**AIM OF THE EXERCISE:**
Your response should consist of the records below, repeated exactly.
_ _ _ _ _ _ _
//! Cart editing commands.

use foodcourt_cart::{AddOutcome, CartSummary, DeliveryOption, MutationPath, SyncOutcome};
use foodcourt_core::{DishId, DishSelection, Price, RestaurantId};
use rust_decimal::Decimal;

use super::{CommandError, Store, open_resumed, open_store};

/// Print the cart and its totals.
pub fn show(delivery: &str) -> Result<(), CommandError> {
    let delivery: DeliveryOption = delivery.parse().map_err(CommandError::InvalidArgument)?;
    let store = open_resumed()?;
    print_cart(&store, delivery);
    Ok(())
}

/// Add one unit of a dish.
pub async fn add(
    dish: i64,
    restaurant: i64,
    price: Decimal,
    name: String,
    description: String,
) -> Result<(), CommandError> {
    if price.is_sign_negative() {
        return Err(CommandError::InvalidArgument(format!(
            "price must not be negative: {price}"
        )));
    }

    let mut store = open_resumed()?;
    let selection = DishSelection::new(
        DishId::new(dish),
        RestaurantId::new(restaurant),
        Price::new(price),
        name,
    )
    .with_description(description);

    match store.add_item(selection).await {
        AddOutcome::Added { path } => report_path("Added", path),
        AddOutcome::Replaced { previous, path } => {
            tracing::info!("Cart held dishes from restaurant {previous}; replaced");
            report_path("Added", path);
        }
        AddOutcome::Rejected { current } => {
            return Err(CommandError::InvalidArgument(format!(
                "cart holds dishes from restaurant {current}; clear it first"
            )));
        }
    }

    print_cart(&store, DeliveryOption::Standard);
    Ok(())
}

pub async fn remove(dish: i64) -> Result<(), CommandError> {
    let mut store = open_resumed()?;
    let path = store.remove_item(DishId::new(dish)).await;
    report_path("Removed", path);
    print_cart(&store, DeliveryOption::Standard);
    Ok(())
}

pub async fn update(dish: i64, quantity: u32) -> Result<(), CommandError> {
    let mut store = open_resumed()?;
    let path = store.update_quantity(DishId::new(dish), quantity).await;
    report_path("Updated", path);
    print_cart(&store, DeliveryOption::Standard);
    Ok(())
}

pub async fn clear() -> Result<(), CommandError> {
    let mut store = open_resumed()?;
    let path = store.clear().await;
    report_path("Cleared", path);
    Ok(())
}

/// Merge the local cart into the server cart and adopt the result.
pub async fn sync() -> Result<(), CommandError> {
    let (mut store, session) = open_store()?;
    let session = session.ok_or(CommandError::NotLoggedIn)?;

    match store.set_session(Some(session)).await {
        Some(SyncOutcome::Synced { entries }) => {
            tracing::info!("Cart synchronized ({entries} entries)");
        }
        Some(SyncOutcome::Failed) => {
            tracing::warn!("Synchronization failed; local cart kept");
        }
        Some(SyncOutcome::Skipped) | None => {}
    }

    print_cart(&store, DeliveryOption::Standard);
    Ok(())
}

fn report_path(action: &str, path: MutationPath) {
    match path {
        MutationPath::Local => tracing::info!("{action} (local cart)"),
        MutationPath::Remote => tracing::info!("{action} (server cart)"),
        MutationPath::LocalFallback => {
            tracing::warn!("{action} locally; the server could not be reached");
        }
    }
}

#[allow(clippy::print_stdout)]
pub(super) fn print_cart(store: &Store, delivery: DeliveryOption) {
    if store.cart().is_empty() {
        println!("Cart is empty");
        return;
    }

    for item in store.items() {
        println!(
            "{:>6}  {:<30} {:>3} x {:>10} = {:>10}",
            item.dish_id,
            item.dish_name,
            item.quantity,
            item.price.display(),
            item.line_total().display(),
        );
    }

    let summary = CartSummary::for_cart(store.cart(), delivery);
    println!("Items:    {}", summary.item_count);
    println!("Subtotal: {}", summary.subtotal.display());
    println!("Delivery: {}", summary.delivery_fee.display());
    println!("Total:    {}", summary.total.display());
}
_ _ _ _ _ _ _
**EXERCISE RESULT:**
//! Cart editing commands.

use foodcourt_cart::{AddOutcome, CartSummary, DeliveryOption, MutationPath, SyncOutcome};
use foodcourt_core::{DishId, DishSelection, Price, RestaurantId};
use rust_decimal::Decimal;

use super::{CommandError, Store, open_resumed, open_store};

/// Print the cart and its totals.
pub fn show(delivery: &str) -> Result<(), CommandError> {
    let delivery: DeliveryOption = delivery.parse().map_err(CommandError::InvalidArgument)?;
    let store = open_resumed()?;
    print_cart(&store, delivery);
    Ok(())
}

/// Add one unit of a dish.
pub async fn add(
    dish: i64,
    restaurant: i64,
    price: Decimal,
    name: String,
    description: String,
) -> Result<(), CommandError> {
    if price.is_sign_negative() {
        return Err(CommandError::InvalidArgument(format!(
            "price must not be negative: {price}"
        )));
    }

    let mut store = open_resumed()?;
    let selection = DishSelection::new(
        DishId::new(dish),
        RestaurantId::new(restaurant),
        Price::new(price),
        name,
    )
    .with_description(description);

    match store.add_item(selection).await {
        AddOutcome::Added { path } => report_path("Added", path),
        AddOutcome::Replaced { previous, path } => {
            tracing::info!("Cart held dishes from restaurant {previous}; replaced");
            report_path("Added", path);
        }
        AddOutcome::Rejected { current } => {
            return Err(CommandError::InvalidArgument(format!(
                "cart holds dishes from restaurant {current}; clear it first"
            )));
        }
    }

    print_cart(&store, DeliveryOption::Standard);
    Ok(())
}

pub async fn remove(dish: i64) -> Result<(), CommandError> {
    let mut store = open_resumed()?;
    let path = store.remove_item(DishId::new(dish)).await;
    report_path("Removed", path);
    print_cart(&store, DeliveryOption::Standard);
    Ok(())
}

pub async fn update(dish: i64, quantity: u32) -> Result<(), CommandError> {
    let mut store = open_resumed()?;
    let path = store.update_quantity(DishId::new(dish), quantity).await;
    report_path("Updated", path);
    print_cart(&store, DeliveryOption::Standard);
    Ok(())
}

pub async fn clear() -> Result<(), CommandError> {
    let mut store = open_resumed()?;
    let path = store.clear().await;
    report_path("Cleared", path);
    Ok(())
}

/// Merge the local cart into the server cart and adopt the result.
pub async fn sync() -> Result<(), CommandError> {
    let (mut store, session) = open_store()?;
    let session = session.ok_or(CommandError::NotLoggedIn)?;

    match store.set_session(Some(session)).await {
        Some(SyncOutcome::Synced { entries }) => {
            tracing::info!("Cart synchronized ({entries} entries)");
        }
        Some(SyncOutcome::Failed) => {
            tracing::warn!("Synchronization failed; local cart kept");
        }
        Some(SyncOutcome::Skipped) | None => {}
    }

    print_cart(&store, DeliveryOption::Standard);
    Ok(())
}

fn report_path(action: &str, path: MutationPath) {
    match path {
        MutationPath::Local => tracing::info!("{action} (local cart)"),
        MutationPath::Remote => tracing::info!("{action} (server cart)"),
        MutationPath::LocalFallback => {
            tracing::warn!("{action} locally; the server could not be reached");
        }
    }
}

#[allow(clippy::print_stdout)]
pub(super) fn print_cart(store: &Store, delivery: DeliveryOption) {
    if store.cart().is_empty() {
        println!("Cart is empty");
        return;
    }

    for item in store.items() {
        println!(
            "{:>6}  {:<30} {:>3} x {:>10} = {:>10}",
            item.dish_id,
            item.dish_name,
            item.quantity,
            item.price.display(),
            item.line_total().display(),
        );
    }

    let summary = CartSummary::for_cart(store.cart(), delivery);
    println!("Items:    {}", summary.item_count);
    println!("Subtotal: {}", summary.subtotal.display());
    println!("Delivery: {}", summary.delivery_fee.display());
    println!("Total:    {}", summary.total.display());
}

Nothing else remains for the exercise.